Politics

Rees-Moggs, racists and Brexit profiteers: who’s in Nigel Farage’s Brexit Party?

Nigel Farage has bet £1,000 of his own money on his newly formed Brexit Party winning the most seats at the European Parliament Elections on May 23rd.

Former UKIP leader Farage claimed to have been already given £750,000 in donations, launching the rival, “similar” but “different” party to UKIP yesterday, branding his former party as “tarnished” by the far right.

“I don’t think that Middle England, decent people, want to vote for a political party that is linked with extremism, violence, criminal records and thuggery,” he said of UKIP.

Nigel Farage has warned UKIP faces “total and utter marginalisation” by new leader Gerard Batten as it allows divisive figures such as former English Defence League founder Tommy Robinson into the party.

Last year, we reported how Alt Right figures Milo Yiannopoulos and Paul Joseph Watson and controversial YouTubers Carl Benjamin and Count Dankula have all been courted by UKIP despite questionable views on race, religion and the age of sexual consent.

Carl Benjamin who tweeted “I wouldn’t even rape you” to Labour MP Jess Phillips, in a message featuring the tag #feminismiscancer, has been chosen by UKIP as a candidate to be an MEP for the South West.

UKIP leader Gerard Batten

Current UKIP leader Gerard Batten branded Farage a “self-serving hypocrite” and said Farage’s comments about his party were “a lie.” Batten insisted: “UKIP has a manifesto and policies. Farage’s party is just a vehicle for him,” with the sole mission of getting “him re-elected.”

But launching the Brexit Party’s European elections campaign in a Coventry factory yesterday, Farage said the new party would share the same policies as UKIP but there would be a “vast difference” in the people in it, as UKIP now courted a “loutish fringe.”

“In terms of policy there’s no difference but in terms of personnel there is a vast difference,” Farage told the BBC.

“UKIP did struggle to get enough good people into it but unfortunately what it’s chosen to do is allow the far right to join it and take it over and I’m afraid the brand is now tarnished.”

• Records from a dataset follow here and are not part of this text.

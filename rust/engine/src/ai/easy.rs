use crate::ai::MoveStrategy;
use crate::board::{Board, PlayerId};
use rand::RngCore;

/// Always takes the lowest-indexed empty cell. Deterministic.
#[derive(Debug, Clone, Copy, Default)]
pub struct EasyStrategy;

impl MoveStrategy for EasyStrategy {
    fn select_cell(&self, board: &Board, _me: PlayerId, _rng: &mut dyn RngCore) -> Option<usize> {
        board.first_empty()
    }

    fn name(&self) -> &str {
        "easy"
    }
}
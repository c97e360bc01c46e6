//! Board and outcome formatters for terminal display.
//!
//! Player 1 is drawn as `X`, player 2 as `O`; empty cells show their index so
//! the user knows what to type.
//!
//! ## Example
//!
//! ```rust
//! use tictactoe_engine::board::{Board, PlayerId};
//! use tictactoe_cli::formatters::format_board;
//!
//! let mut board = Board::new();
//! board.claim(4, PlayerId::One);
//! let text = format_board(&board);
//! assert!(text.contains(" 3 | X | 5"));
//! ```

use tictactoe_engine::board::{Board, PlayerId, BOARD_SIZE};
use tictactoe_engine::engine::TurnOutcome;
use tictactoe_engine::player::{Player, Role};

pub fn mark(player: PlayerId) -> char {
    match player {
        PlayerId::One => 'X',
        PlayerId::Two => 'O',
    }
}

/// Render the board as three rows separated by rules.
pub fn format_board(board: &Board) -> String {
    let cells: Vec<String> = (0..BOARD_SIZE)
        .map(|i| match board.cell(i).and_then(|c| c.owner()) {
            Some(owner) => mark(owner).to_string(),
            None => i.to_string(),
        })
        .collect();
    cells
        .chunks(3)
        .map(|row| format!(" {} | {} | {}", row[0], row[1], row[2]))
        .collect::<Vec<_>>()
        .join("\n---+---+---\n")
}

/// One-line description of a player: mark, id, avatar and role.
pub fn format_player(player: &Player) -> String {
    let role = match player.role() {
        Role::Human => "human",
        Role::Computer => "computer",
    };
    format!(
        "{} {} [{}] ({})",
        mark(player.id()),
        player.id(),
        player.avatar(),
        role
    )
}

pub fn format_outcome(outcome: &TurnOutcome) -> String {
    match (outcome.accepted, outcome.game_over, outcome.winner) {
        (false, _, _) => "Move rejected".to_string(),
        (true, true, Some(winner)) => format!("{} ({}) wins!", winner, mark(winner)),
        (true, true, None) => "Draw.".to_string(),
        (true, false, _) => "Move accepted".to_string(),
    }
}

#[cfg(test)]
mod tests {
    use super::*;

    #[test]
    fn test_format_empty_board_shows_indices() {
        let text = format_board(&Board::new());
        assert_eq!(
            text,
            " 0 | 1 | 2\n---+---+---\n 3 | 4 | 5\n---+---+---\n 6 | 7 | 8"
        );
    }

    #[test]
    fn test_format_outcome_variants() {
        assert_eq!(format_outcome(&TurnOutcome::rejected()), "Move rejected");
        assert_eq!(format_outcome(&TurnOutcome::draw()), "Draw.");
        assert_eq!(
            format_outcome(&TurnOutcome::won(PlayerId::Two)),
            "player 2 (O) wins!"
        );
    }
}
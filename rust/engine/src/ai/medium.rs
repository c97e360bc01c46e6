//! One-ply blocking against the opponent.
//!
//! Lines are bucketed by how many of their cells the opponent holds. Only lines
//! that still have an empty cell are candidates, since a full line cannot be
//! blocked.
//!
//! 1. A line with two opponent cells is chosen uniformly at random and its
//!    first empty cell (in line order) is taken.
//! 2. Otherwise a line with at least one opponent cell is chosen uniformly at
//!    random, then one of its empty cells uniformly at random.
//! 3. Otherwise the first empty cell on the board.

use crate::ai::MoveStrategy;
use crate::board::{Board, PlayerId, WINNING_LINES};
use rand::seq::IndexedRandom;
use rand::RngCore;

#[derive(Debug, Clone, Copy, Default)]
pub struct MediumStrategy;

impl MoveStrategy for MediumStrategy {
    fn select_cell(&self, board: &Board, me: PlayerId, rng: &mut dyn RngCore) -> Option<usize> {
        let opponent = me.other();
        let open: Vec<(&[usize; 3], usize)> = WINNING_LINES
            .iter()
            .filter(|line| !board.empty_in_line(line).is_empty())
            .map(|line| (line, board.count_owned(line, opponent)))
            .collect();

        let threats: Vec<&[usize; 3]> = open
            .iter()
            .filter(|(_, taken)| *taken >= 2)
            .map(|(line, _)| *line)
            .collect();
        if let Some(line) = threats.choose(&mut *rng) {
            tracing::trace!(?line, "medium: blocking imminent win");
            return board.empty_in_line(line).first().copied();
        }

        let contested: Vec<&[usize; 3]> = open
            .iter()
            .filter(|(_, taken)| *taken >= 1)
            .map(|(line, _)| *line)
            .collect();
        if let Some(line) = contested.choose(&mut *rng) {
            tracing::trace!(?line, "medium: contesting opponent line");
            return board.empty_in_line(line).choose(&mut *rng).copied();
        }

        board.first_empty()
    }

    fn name(&self) -> &str {
        "medium"
    }
}

#[cfg(test)]
mod tests {
    use super::*;
    use rand::SeedableRng;
    use rand_chacha::ChaCha20Rng;

    #[test]
    fn falls_back_to_first_empty_without_opponent_marks() {
        let mut board = Board::new();
        board.claim(0, PlayerId::Two);
        let mut rng = ChaCha20Rng::seed_from_u64(3);
        assert_eq!(
            MediumStrategy.select_cell(&board, PlayerId::Two, &mut rng),
            Some(1)
        );
    }

    #[test]
    fn ignores_lines_that_are_already_blocked() {
        // Opponent holds 0 and 1 but 2 is ours; the only live threat is 0-3-6.
        let mut board = Board::new();
        for cell in [0, 1, 3] {
            board.claim(cell, PlayerId::One);
        }
        board.claim(2, PlayerId::Two);
        board.claim(8, PlayerId::Two);
        for seed in 0..32 {
            let mut rng = ChaCha20Rng::seed_from_u64(seed);
            let pick = MediumStrategy.select_cell(&board, PlayerId::Two, &mut rng);
            assert_eq!(pick, Some(6), "seed {}", seed);
        }
    }
}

But how different are the personnel of the Brexit Party from UKIP?

The Brexit Party was originally formed in January by former UKIP economic spokesperson Catherine Blaiklock. But the party lost its original leader when Blaiklock was forced to resign just two months later after her appalling racist opinions emerged.

Then, just over a week later, Brexit Party treasurer Michael McGough was removed from his position for offensive social media comments after The Guardian unearthed antisemitic, homophobic, islamophobic and offensive racist remarks about people from “bingo bongo land” and people who had perished in the Grenfell Tower tragedy.

Catherine Blaiklock

The Brexit Party’s first leader launched the party on 20 January 2019. Daughter of polar explorer Ken Blaiklock, Catherine worked as a financial currency and derivatives trader before entering politics, standing as a candidate for UKIP and acting as their economics spokesperson.

In a January interview on Talk Radio, Blaiklock made clear that the party she set up would be a vehicle for Nigel Farage. “I won’t run it without Nigel, I’m a nobody and I haven’t got any ego to say that I am an anybody”, she insisted, adding: “I’m happy to facilitate Nigel and do the donkey work and work for him, but I don’t have any illusions as to myself”.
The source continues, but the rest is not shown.